Aquastyle 9 deal's dead, but the 6 gal is now $119. The Power LED alone is $99, I kind of want to get the aquarium kit and use the light on my 20g, then attach a Fluval 13W to the 6g. Hmmm...


----------



## donnoj (Feb 17, 2011)

I sure wish it was the 9 gallon...oh well


----------



## xenxes (Dec 22, 2011)

donnoj said:


> I sure wish it was the 9 gallon...oh well


This place has it for $134 shipped, best price I've found online:

http://www.roxiespetden.com/Nano-Aquarium-Set_p_71850.html

Not sure about the seller, should do some research.


----------



## donnoj (Feb 17, 2011)

xenxes said:


> This place has it for $134 shipped, best price I've found online:
> 
> http://www.roxiespetden.com/Nano-Aquarium-Set_p_71850.html
> 
> Not sure about the seller, should do some research.


...darn, out of stock...had my card out...hahaha


----------



## xenxes (Dec 22, 2011)

Lol  add yourself to the waiting list. The few reviews are actually good for Roxie http://www.google.com/products/sell...=KM41T5CxMqr2sQfc8JzHAg&ved=0CFkQwxIwAA&hl=en. 
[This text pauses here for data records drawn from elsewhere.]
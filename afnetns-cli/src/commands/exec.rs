//! Exec command implementation

use anyhow::{Context, Result};
use std::path::Path;

use afnetns_core::NamespaceName;
use afnetns_namespace::HandleManager;

pub fn execute(run_dir: &Path, name: &str, command: &[String]) -> Result<i32> {
    tracing::debug!(namespace = name, command = ?command, "executing in namespace");

    let name = NamespaceName::new(name).context("invalid namespace name")?;

    let manager = HandleManager::with_run_dir(run_dir);
    manager
        .exec(&name, command)
        .with_context(|| format!("cannot exec in namespace \"{name}\""))
}
//! Identify command implementation

use anyhow::{Context, Result};
use std::path::Path;

use afnetns_core::NamespaceInode;
use afnetns_registry::{InodeNameCache, Registry};

pub fn execute(run_dir: &Path, inode: Option<u64>) -> Result<()> {
    let cache = InodeNameCache::new(Registry::with_root(run_dir));

    let inode = match inode {
        Some(raw) => NamespaceInode::from_raw(raw),
        None => cache
            .self_inode()
            .context("cannot resolve the calling process's namespace")?,
    };

    let display = cache
        .lookup(inode)
        .with_context(|| format!("cannot resolve namespace inode {inode}"))?;
    println!("{display}");

    Ok(())
}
If you can't wait Amazon is your best bet. I wouldn't trust the other site for $129 + s/h. 1/5 stars on almost all the reviews, most people don't receive anything.


----------



## bitFUUL (May 14, 2010)

Aqua 9 is on sale now for $119: http://www.marinedepot.com/Eheim_Aq..._Gallons-Eheim-EH6400371-FIAQNCCKTLUT-vi.html

Others are on sale too, but biggest discount is with the biggest tank.


----------